*RECORDS TO PROCESS:*
use crossbeam_utils::CachePadded;
use std::fmt::Debug;
use std::fmt::Formatter;
use std::fmt::Result as FmtResult;
use std::marker::PhantomData;
use std::mem::MaybeUninit;
use std::panic::RefUnwindSafe;
use std::panic::UnwindSafe;
use std::ptr::NonNull;
use triomphe::Arc;

use crate::error::fatal;
use crate::loom::sync::atomic::Ordering::Acquire;
use crate::loom::sync::atomic::Ordering::Relaxed;
use crate::loom::sync::atomic::Ordering::Release;
use crate::loom::thread;
use crate::num::RefCount;
use crate::num::SlotIndex;
use crate::store::Handle;
use crate::store::pool;
use crate::store::pool::GlobalPool;
use crate::store::state::Tables;
use crate::store::state::Volatile;
use crate::store::utils::Geometry;
use crate::store::utils::Reclaim;

/// Default buffer order: 1024 slots per buffer.
pub const DEFAULT_BUFFER_ORDER: u32 = 10;

// -----------------------------------------------------------------------------
// Storage
// -----------------------------------------------------------------------------

/// Reference-counted slab storage for small immutable entities.
///
/// Entities of type `T` live in stable slots inside heap-allocated buffers of
/// `2^B` slots each. A fixed superbuffer table covers the whole index range
/// of the index width `I`; buffers are allocated lazily as the index space is
/// consumed and are never freed or relocated for the life of the storage, so
/// a slot's address is stable from the moment it is first reserved.
///
/// Allocation hands out a [`Handle`], a compact refcounted name for the slot.
/// When the last handle to a slot drops, the slot's index joins the dropping
/// thread's free pool and is reused by that thread's later allocations, or by
/// other threads after a [spill][Self::spill_free_pool].
///
/// # Entities are plain values
///
/// A recycled slot is overwritten in place; the previous occupant is **not**
/// dropped. Entities should therefore be plain data plus handles to other
/// entities. Handles stored inside an entity keep their targets allocated
/// until the storage itself is dropped; graphs with cycles simply leak.
///
/// # Concurrency
///
/// All operations take `&self` and are safe to call from any thread. Two
/// concurrent allocations may observe their indices in either order; the
/// counters reported by [`reserved`][Self::reserved] and
/// [`capacity`][Self::capacity] are exact only when all threads quiesce.
pub struct Storage<T, I = u32, R = i16, const B: u32 = DEFAULT_BUFFER_ORDER>
where
  I: SlotIndex,
  R: RefCount,
{
  volatile: CachePadded<Volatile>,
  tables: Tables<T, R>,
  geometry: Geometry,
  global: Arc<GlobalPool>,
  marker: PhantomData<I>,
}

impl<T, I, R, const B: u32> Storage<T, I, R, B>
where
  I: SlotIndex,
  R: RefCount,
{
  /// Number of slots in each buffer.
  pub const SLOTS_PER_BUFFER: u64 = 1 << B;

  /// Total number of slots addressable at index width `I`.
  pub const MAX_SLOTS: u64 = I::MAX_FLAT + 1;

  /// Creates a new, empty storage.
  ///
  /// The superbuffer tables for the whole index range are allocated up
  /// front; entity buffers are not. Pick `I` to bound the table footprint
  /// and `B` to amortise buffer allocation over `2^B` entities.
  pub fn new() -> Self {
    const {
      assert!(B < u64::BITS, "buffer order out of range");
    }

    const {
      assert!(1_u64 << B <= I::MAX_FLAT + 1, "buffer order exceeds index space");
    }

    let geometry: Geometry = Geometry::new(B, I::MAX_FLAT);
    let tables: Tables<T, R> = Tables::new(geometry.table_len(), geometry.buffer_len() as usize);

    Self {
      volatile: CachePadded::new(Volatile::new()),
      tables,
      geometry,
      global: Arc::new(GlobalPool::new()),
      marker: PhantomData,
    }
  }

  /// Allocates a slot and moves `value` into it.
  #[inline]
  pub fn make_entity(&self, value: T) -> Handle<'_, T, I, R, B> {
    self.make_entity_with(|slot| {
      slot.write(value);
    })
  }

  /// Allocates a slot and default-constructs the entity in place.
  #[inline]
  pub fn make_entity_default(&self) -> Handle<'_, T, I, R, B>
  where
    T: Default,
  {
    self.make_entity_with(|slot| {
      slot.write(T::default());
    })
  }

  /// Allocates a slot and constructs the entity in place.
  ///
  /// The `init` function receives the uninitialized slot and **must** fully
  /// initialize it before returning. If `init` unwinds, the slot returns to
  /// the calling thread's free pool and the panic propagates; no handle is
  /// produced.
  ///
  /// # Implementation
  ///
  /// 1. Pop an index from the thread-local free pool, or adopt a spilled
  ///    pool from the global queue, or reserve a fresh index from the bump
  ///    allocator (growing capacity by one buffer when needed).
  /// 2. Construct the entity by placement into the slot's stable address.
  /// 3. Bind a handle, raising the slot's refcount from zero to one.
  pub fn make_entity_with<F>(&self, init: F) -> Handle<'_, T, I, R, B>
  where
    F: FnOnce(&mut MaybeUninit<T>),
  {
    let flat: u64 = match pool::pop(&self.global) {
      Some(flat) => flat,
      None => self.acquire(),
    };

    let guard: Reclaim<'_> = Reclaim::new(&self.global, flat);
    let slot: NonNull<T> = self.slot_ptr(flat);

    // SAFETY: The slot is FREE: it is backed by a published buffer, its
    //         refcount is zero, and no handle names it, so this is the only
    //         live pointer to the cell.
    init(unsafe { &mut *slot.as_ptr().cast::<MaybeUninit<T>>() });

    guard.disarm();

    Handle::bind(self, slot, I::from_flat(flat))
  }

  /// Current value of the bump counter: how many flat indices have ever been
  /// handed out.
  ///
  /// Monotonically non-decreasing; freed indices are tracked in free pools
  /// and never rewind it. Not ordered with concurrent allocation.
  #[inline]
  pub fn reserved(&self) -> I {
    I::from_flat(self.volatile.reserved.load(Relaxed).min(I::MAX_FLAT))
  }

  /// Current number of slots backed by published buffers.
  ///
  /// Always a multiple of `2^B`; trails [`reserved`][Self::reserved] by at
  /// most one buffer once all in-flight allocations settle. Not ordered with
  /// concurrent allocation.
  #[inline]
  pub fn capacity(&self) -> I {
    I::from_flat(self.volatile.capacity.load(Relaxed).min(I::MAX_FLAT))
  }

  /// Moves the calling thread's free pool for this storage into the global
  /// pool, making its slots available to other threads.
  ///
  /// Returns the number of indices spilled, zero if the pool was empty. The
  /// same happens automatically for every storage when a thread exits.
  pub fn spill_free_pool(&self) -> usize {
    let spilled: usize = pool::spill(&self.global);

    if spilled > 0 {
      tracing::trace!(target: "keid::store", spilled, "free pool spilled");
    }

    spilled
  }

  /// Reserves a fresh flat index from the bump allocator, growing capacity
  /// when the index lands past the published buffers.
  ///
  /// # Ordering
  ///
  /// The capacity advance is a `Release` RMW sequenced after both table
  /// publications; any thread that observes `flat < capacity` with `Acquire`
  /// therefore observes the published buffer pair as well.
  fn acquire(&self) -> u64 {
    let flat: u64 = self.volatile.reserved.fetch_add(1, Relaxed);

    if flat >= Self::MAX_SLOTS {
      fatal!("flat index space exhausted");
    }

    let (outer, _) = self.geometry.split(flat);

    'publish: loop {
      let capacity: u64 = self.volatile.capacity.load(Acquire);

      if flat < capacity {
        break 'publish;
      }

      if flat == capacity {
        // This caller owns the pending buffer; every other thread waiting on
        // this buffer observes `flat > capacity` until the advance below.
        self.tables.publish(outer);

        let prev: u64 = self.volatile.capacity.fetch_add(self.geometry.buffer_len(), Release);

        debug_assert_eq!(prev, capacity);

        tracing::trace!(
          target: "keid::store",
          outer,
          capacity = prev + self.geometry.buffer_len(),
          "buffer published",
        );

        break 'publish;
      }

      thread::yield_now();
    }

    flat
  }

  /// Returns the address of the data cell for `flat`.
  #[inline]
  fn slot_ptr(&self, flat: u64) -> NonNull<T> {
    let (outer, inner) = self.geometry.split(flat);

    // SAFETY: `flat` was below `capacity` when it was reserved or recycled,
    //         so its buffer pair is published.
    unsafe { self.tables.data_cell(outer, inner) }
  }

  /// Returns the refcount cell for `index`.
  #[inline]
  pub(crate) fn count_cell(&self, index: I) -> &R::Cell {
    let (outer, inner) = self.geometry.split(index.into_flat());

    // SAFETY: Handles only ever name slots in published buffers.
    unsafe { self.tables.count_cell(outer, inner) }
  }

  /// Tracks `index` in the calling thread's free pool.
  #[inline]
  pub(crate) fn recycle(&self, index: I) {
    pool::push(&self.global, index.into_flat());
  }
}

impl<T, I, R, const B: u32> Default for Storage<T, I, R, B>
where
  I: SlotIndex,
  R: RefCount,
{
  #[inline]
  fn default() -> Self {
    Self::new()
  }
}

impl<T, I, R, const B: u32> Debug for Storage<T, I, R, B>
where
  I: SlotIndex,
  R: RefCount,
{
  fn fmt(&self, f: &mut Formatter<'_>) -> FmtResult {
    f.debug_struct("Storage")
      .field("reserved", &self.volatile.reserved)
      .field("capacity", &self.volatile.capacity)
      .field("buffer_len", &self.geometry.buffer_len())
      .field("table_len", &self.geometry.table_len())
      .finish_non_exhaustive()
  }
}

// SAFETY: `Storage<T>` owns its entities; moving the storage to another
//         thread moves them along, which is safe when `T` is `Send`.
unsafe impl<T, I, R, const B: u32> Send for Storage<T, I, R, B>
where
  T: Send,
  I: SlotIndex,
  R: RefCount,
{
}

// SAFETY: Shared access mutates only atomics and slot cells that no other
//         thread can reach yet. Entities are stored from and read on
//         arbitrary threads, so `T` must be both `Send` and `Sync`.
unsafe impl<T, I, R, const B: u32> Sync for Storage<T, I, R, B>
where
  T: Send + Sync,
  I: SlotIndex,
  R: RefCount,
{
}

impl<T, I, R, const B: u32> RefUnwindSafe for Storage<T, I, R, B>
where
  I: SlotIndex,
  R: RefCount,
{
}

impl<T, I, R, const B: u32> UnwindSafe for Storage<T, I, R, B>
where
  I: SlotIndex,
  R: RefCount,
{
}

// -----------------------------------------------------------------------------
// Tests
// -----------------------------------------------------------------------------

*TASK REQUIREMENTS:*
Copy, please, every line from the start of the entries down to the line that holds "occupant is **not**", with both of those lines included and no others.

*SOLUTION FOR THIS TASK:*
use crossbeam_utils::CachePadded;
use std::fmt::Debug;
use std::fmt::Formatter;
use std::fmt::Result as FmtResult;
use std::marker::PhantomData;
use std::mem::MaybeUninit;
use std::panic::RefUnwindSafe;
use std::panic::UnwindSafe;
use std::ptr::NonNull;
use triomphe::Arc;

use crate::error::fatal;
use crate::loom::sync::atomic::Ordering::Acquire;
use crate::loom::sync::atomic::Ordering::Relaxed;
use crate::loom::sync::atomic::Ordering::Release;
use crate::loom::thread;
use crate::num::RefCount;
use crate::num::SlotIndex;
use crate::store::Handle;
use crate::store::pool;
use crate::store::pool::GlobalPool;
use crate::store::state::Tables;
use crate::store::state::Volatile;
use crate::store::utils::Geometry;
use crate::store::utils::Reclaim;

/// Default buffer order: 1024 slots per buffer.
pub const DEFAULT_BUFFER_ORDER: u32 = 10;

// -----------------------------------------------------------------------------
// Storage
// -----------------------------------------------------------------------------

/// Reference-counted slab storage for small immutable entities.
///
/// Entities of type `T` live in stable slots inside heap-allocated buffers of
/// `2^B` slots each. A fixed superbuffer table covers the whole index range
/// of the index width `I`; buffers are allocated lazily as the index space is
/// consumed and are never freed or relocated for the life of the storage, so
/// a slot's address is stable from the moment it is first reserved.
///
/// Allocation hands out a [`Handle`], a compact refcounted name for the slot.
/// When the last handle to a slot drops, the slot's index joins the dropping
/// thread's free pool and is reused by that thread's later allocations, or by
/// other threads after a [spill][Self::spill_free_pool].
///
/// # Entities are plain values
///
/// A recycled slot is overwritten in place; the previous occupant is **not**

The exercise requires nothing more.